Macro brainstorming

As I’m sure you’re all aware, with Scala 3 we have a new macro system that is focused on generating expressions only, as opposed to Scala 2 macros which were able to generate new definitions that changed the state of the program for everything else.

This has resulted in many requests for the addition of features similar to what annotation macros in Scala 2 provided.

I’m hoping that in this thread we can discuss the various uses of Scala 2 macros, and if there are alternatives that Scala 3 can provide us without having to introduce something like macro annotations in Scala 2.

To start with, there’s the generation of monomorphic service accessors for ZIO 2.

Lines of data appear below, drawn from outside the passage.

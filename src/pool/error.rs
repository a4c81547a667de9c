//! Tipos de erro do cliente do user-pool.
//!
//! Define [`PoolError`] com variantes para falhas da API, falhas de rede,
//! respostas inválidas e o esgotamento das tentativas de reserva.

use thiserror::Error;

use super::types::Platform;
use crate::session::SessionError;

/// Erros que podem ocorrer ao interagir com o serviço de user-pool.
#[derive(Debug, Error)]
pub enum PoolError {
    /// O serviço respondeu com status fora de 2xx (ex.: nenhum usuário livre).
    #[error("user-pool API error (status {status}): {message}")]
    Api { status: u16, message: String },

    /// Falha de rede subjacente (DNS, conexão recusada, timeout).
    #[error("network error: {0}")]
    Network(#[from] reqwest::Error),

    /// O corpo da resposta não é uma conta válida.
    #[error("failed to parse user-pool response: {0}")]
    Parse(String),

    /// O pool devolveu uma conta de outra plataforma.
    #[error("requested a {requested} user but the pool returned a {returned} user ({email})")]
    PlatformMismatch {
        requested: Platform,
        returned: Platform,
        email: String,
    },

    /// Todas as tentativas de reserva falharam.
    #[error("unable to reserve a user after {attempts} attempts: {last_error}")]
    Exhausted { attempts: u32, last_error: String },

    /// URL base inválida na configuração.
    #[error("invalid user-pool URL: {0}")]
    InvalidUrl(String),

    /// Uso incorreto da sessão (ex.: reservar com uma conta já reservada).
    #[error(transparent)]
    Session(#[from] SessionError),
}

impl PoolError {
    /// Indica se uma nova tentativa de reserva pode ter outro resultado.
    ///
    /// Erros de configuração e de uso da sessão falham na hora.
    pub fn is_retryable(&self) -> bool {
        !matches!(
            self,
            PoolError::InvalidUrl(_) | PoolError::Session(_) | PoolError::Exhausted { .. }
        )
    }
}

#[cfg(test)]
mod tests {
    use super::*;

    #[test]
    fn api_error_display() {
        let err = PoolError::Api {
            status: 503,
            message: "no free users".into(),
        };
        assert_eq!(err.to_string(), "user-pool API error (status 503): no free users");
    }

    #[test]
    fn exhausted_display_carries_attempts() {
        let err = PoolError::Exhausted {
            attempts: 5,
            last_error: "network error: connection refused".into(),
        };
        assert_eq!(
            err.to_string(),
            "unable to reserve a user after 5 attempts: network error: connection refused"
        );
    }

    #[test]
    fn transient_errors_are_retryable() {
        assert!(PoolError::Api { status: 500, message: String::new() }.is_retryable());
        assert!(PoolError::Parse("eof".into()).is_retryable());
        assert!(
            PoolError::PlatformMismatch {
                requested: Platform::Twitch,
                returned: Platform::Youtube,
                email: "a@b.com".into(),
            }
            .is_retryable()
        );
    }

    #[test]
    fn setup_errors_are_not_retryable() {
        assert!(!PoolError::InvalidUrl("nope".into()).is_retryable());
        assert!(
            !PoolError::Session(SessionError::AlreadyHeld {
                email: "a@b.com".into()
            })
            .is_retryable()
        );
    }

    #[test]
    fn error_is_send_sync() {
        fn assert_send_sync<T: Send + Sync>() {}
        assert_send_sync::<PoolError>();
    }
}
//! Client for the user-pool service that leases disposable test accounts.
//!
//! A [`UserPool`] reserves a user into a [`UserSession`], retrying transient
//! failures with a fixed delay, and releases it when the test is done.

pub mod config;
pub mod error;
pub mod pool;
pub mod reservation;
pub mod session;

pub use config::PoolConfig;
pub use error::AppError;
pub use pool::{
    Feature, FeatureFilter, Platform, PoolApi, PoolError, PoolHttpClient, ReservedIdentity,
    UserAuth,
};
pub use reservation::{ReserveRequest, RetryPolicy, Sleeper, TokioSleeper, UserPool};
pub use session::{LeaseRecord, SessionError, SessionState, UserSession};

The usage of this macro is as follows:

@accessible
trait ServiceA {
  def method(input: Something): UIO[Unit]
}

generates

object ServiceA {
  def method(input: Something) =
    ZIO.serviceWithZIO[ServiceA](_.method(input))
}

In Scala 3, similar functionality can be achieved with programmatic structural types and regular macros:

trait ServiceA derives MonoService:
  def method(input: Something): UIO[Unit]

Service.instance[ServiceA] //produces ServiceBacking { def method(input: Something): ZIO[ServiceA, Nothing, Unit] }

The implementation of MonoService could be something like what’s shown in this repository: GitHub - markehammons/zio-macro-scala3-example

I’m hoping with this thread the community can settle on what are the current weaknesses of macros in Scala 3, what might need added to help things (like facilities for templating), etc.

Is this thread here to increase visibility for the issue at hand with current macros even more? :grinning:

I think the proposal for Export Macros is actually almost there already. It seems to solve the glaring hole with the missing possibility to export generated definitions form a macro scope. The facility to generate definitions at all is already included in the current macro features. Making those definitions visible to the “outside world” is the (only?) missing part, and export macros would solve this as I understand.

Also the discussion whether generated code should be purely “virtual” or written to disk seems to be related here. There seem to be divergent opinions on that topic.

I think there are some issues with current macros, but I think that there’s a lot that was done with the old macros that can be done with the current day macros as well.

I feel like macro annotations as they existed in Scala 2 gave too much power, and made boilerplate elimination very easy at severe cost to program legibility. Scala 3 macros as they currently exist still have a cost to program legibility, but it’s significantly reduced thanks to their inability invisibly mutate the global state of the program.

I’m hoping that this thread will be helpful in discovering what patterns actually needed the kind of power that macro annotations provided, as opposed to what patterns merely used macro annotations because they were there and convenient.

Re: generated code, if it’s creating statements it should always be written to disk. Tooling could be improved to inspect or view virtual code, but that’s always a second class solution.

With regards to the way macro annotations worked, I think that they should not come back. Something that creates code based on code that you’ve written as well as effects the code you write is way too complex IMO.

I concur!

Only that the proposed idea to mix generated code with hand written isn’t good, imho.

Looks like they are back https://github.com/lampepfl/dotty/pull/16392

There’s a whole big discussion in that thread about that feature. Currently it appears that it can emit new definitions that it can see, but not definitions that are visible outside of the scope of the macro.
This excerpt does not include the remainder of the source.